» **Exercise**: Return every line from the records below with the string "data".
+++ Entries shown
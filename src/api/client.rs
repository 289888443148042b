use std::time::Instant;

use reqwest::{Method, RequestBuilder, header};
use serde::Serialize;
use serde::de::DeserializeOwned;
use tracing::{Instrument, debug, warn};
use url::Url;

use tutorlink_auth::TokenStore;
use tutorlink_config::ApiConfig;
use tutorlink_core::{ApiError, PageQuery, Paginated};
use tutorlink_observability::{track_api_error, track_api_request};

use crate::http_request_span;
use crate::utils::tracing::{path_template, record_error, record_http_status};

/// Typed JSON client for the REST backend.
///
/// Cheap to clone: the connection pool and the token store are shared.
#[derive(Clone, Debug)]
pub struct ApiClient {
    http: reqwest::Client,
    base_url: Url,
    tokens: TokenStore,
}

impl ApiClient {
    pub fn new(config: &ApiConfig, tokens: TokenStore) -> Result<Self, ApiError> {
        let http = reqwest::Client::builder()
            .timeout(config.timeout())
            .build()
            .map_err(ApiError::network)?;

        Ok(Self {
            http,
            base_url: config.base_url.clone(),
            tokens,
        })
    }

    pub fn base_url(&self) -> &Url {
        &self.base_url
    }

    pub fn tokens(&self) -> &TokenStore {
        &self.tokens
    }

    pub async fn get<T>(&self, path: &str) -> Result<T, ApiError>
    where
        T: DeserializeOwned,
    {
        let request = self.request(Method::GET, path)?;
        self.send_json(Method::GET, path, request).await
    }

    pub async fn get_query<T, Q>(&self, path: &str, query: &Q) -> Result<T, ApiError>
    where
        T: DeserializeOwned,
        Q: Serialize + ?Sized,
    {
        let request = self.request(Method::GET, path)?.query(query);
        self.send_json(Method::GET, path, request).await
    }

    /// Fetches one page of a list endpoint. `filters` and the page
    /// parameters are both sent as query parameters.
    pub async fn get_page<T, F>(
        &self,
        path: &str,
        filters: &F,
        page: PageQuery,
    ) -> Result<Paginated<T>, ApiError>
    where
        T: DeserializeOwned,
        F: Serialize + ?Sized,
    {
        let request = self
            .request(Method::GET, path)?
            .query(filters)
            .query(&page.to_pairs());
        self.send_json(Method::GET, path, request).await
    }

    pub async fn post<T, B>(&self, path: &str, body: &B) -> Result<T, ApiError>
    where
        T: DeserializeOwned,
        B: Serialize + ?Sized,
    {
        let request = self.request(Method::POST, path)?.json(body);
        self.send_json(Method::POST, path, request).await
    }

    /// POST whose response body is ignored (actions answering `204 No Content`
    /// or a bare acknowledgement).
    pub async fn post_action<B>(&self, path: &str, body: &B) -> Result<(), ApiError>
    where
        B: Serialize + ?Sized,
    {
        let request = self.request(Method::POST, path)?.json(body);
        self.send(Method::POST, path, request).await.map(|_| ())
    }

    pub async fn patch<T, B>(&self, path: &str, body: &B) -> Result<T, ApiError>
    where
        T: DeserializeOwned,
        B: Serialize + ?Sized,
    {
        let request = self.request(Method::PATCH, path)?.json(body);
        self.send_json(Method::PATCH, path, request).await
    }

    pub async fn delete(&self, path: &str) -> Result<(), ApiError> {
        let request = self.request(Method::DELETE, path)?;
        self.send(Method::DELETE, path, request).await.map(|_| ())
    }

    /// Resolves `path` against the base URL, keeping the base's own path
    /// (`http://host/api` + `/tasks/` is `http://host/api/tasks/`).
    pub fn url(&self, path: &str) -> Result<Url, ApiError> {
        let joined = format!(
            "{}/{}",
            self.base_url.as_str().trim_end_matches('/'),
            path.trim_start_matches('/')
        );
        Url::parse(&joined)
            .map_err(|e| ApiError::invalid_state(format!("Invalid request URL for {path}: {e}")))
    }

    fn request(&self, method: Method, path: &str) -> Result<RequestBuilder, ApiError> {
        let mut request = self
            .http
            .request(method, self.url(path)?)
            .header(header::ACCEPT, "application/json");
        if let Some(auth) = self.tokens.authorization_header() {
            request = request.header(header::AUTHORIZATION, auth);
        }
        Ok(request)
    }

    async fn send_json<T>(
        &self,
        method: Method,
        path: &str,
        request: RequestBuilder,
    ) -> Result<T, ApiError>
    where
        T: DeserializeOwned,
    {
        let body = self.send(method, path, request).await?;
        serde_json::from_str(&body).map_err(|e| {
            warn!(route = %path_template(path), error = %e, "Undecodable response body");
            track_api_error("decode");
            ApiError::decode(e)
        })
    }

    /// Sends the request and returns the body of a successful response.
    async fn send(
        &self,
        method: Method,
        path: &str,
        request: RequestBuilder,
    ) -> Result<String, ApiError> {
        let route = path_template(path);
        let span = http_request_span!(method.as_str(), route.as_str());
        dispatch(&method, &route, request).instrument(span).await
    }
}

async fn dispatch(method: &Method, route: &str, request: RequestBuilder) -> Result<String, ApiError> {
    let started = Instant::now();
    let response = request.send().await.map_err(|e| {
        let error = if e.is_timeout() {
            ApiError::Timeout
        } else {
            ApiError::network(&e)
        };
        warn!(error = %e, "Request failed before a response arrived");
        record_error(&error.to_string());
        track_api_error("connectivity");
        error
    })?;

    let status = response.status().as_u16();
    let latency = started.elapsed();
    record_http_status(status);
    track_api_request(method.as_str(), route, status, latency);

    let body = response.text().await.map_err(|e| {
        track_api_error("connectivity");
        ApiError::network(e)
    })?;

    if (200..300).contains(&status) {
        debug!(status, latency_ms = latency.as_millis() as u64, "Request completed");
        Ok(body)
    } else {
        let error = ApiError::from_response(status, &body);
        warn!(status, error = %error, "Request rejected");
        record_error(&error.to_string());
        track_api_error(if status >= 500 { "server" } else { "request" });
        Err(error)
    }
}
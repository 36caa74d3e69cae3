//! Lenient base64 decoding for message content.

use base64::alphabet;
use base64::engine::general_purpose::{GeneralPurpose, NO_PAD};
use base64::engine::DecodePaddingMode;
use base64::Engine as _;

const LENIENT: GeneralPurpose = GeneralPurpose::new(
    &alphabet::URL_SAFE,
    NO_PAD
        .with_decode_allow_trailing_bits(true)
        .with_decode_padding_mode(DecodePaddingMode::RequireNone),
);

/// Decode standard or URL-safe base64 as found in mail bodies.
///
/// Line breaks and other whitespace are skipped, padding is optional, and a dangling final
/// character (as left by a truncated excerpt) is dropped. Returns `None` if the remaining input
/// is not base64.
pub fn base64(data: &str) -> Option<Vec<u8>> {
    let mut normalized: String = data
        .chars()
        .filter(|c| !c.is_whitespace() && *c != '=')
        .map(|c| match c {
            '+' => '-',
            '/' => '_',
            c => c,
        })
        .collect();

    if normalized.len() % 4 == 1 {
        normalized.pop();
    }

    LENIENT.decode(normalized).ok()
}

/// Decode base64 text into a string, replacing invalid UTF-8 sequences.
pub fn base64_text(data: &str) -> Option<String> {
    base64(data).map(|bytes| String::from_utf8_lossy(&bytes).into_owned())
}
++++++
» **Exercise solution**:
pub fn base64(data: &str) -> Option<Vec<u8>> {
    let mut normalized: String = data
pub fn base64_text(data: &str) -> Option<String> {
    base64(data).map(|bytes| String::from_utf8_lossy(&bytes).into_owned())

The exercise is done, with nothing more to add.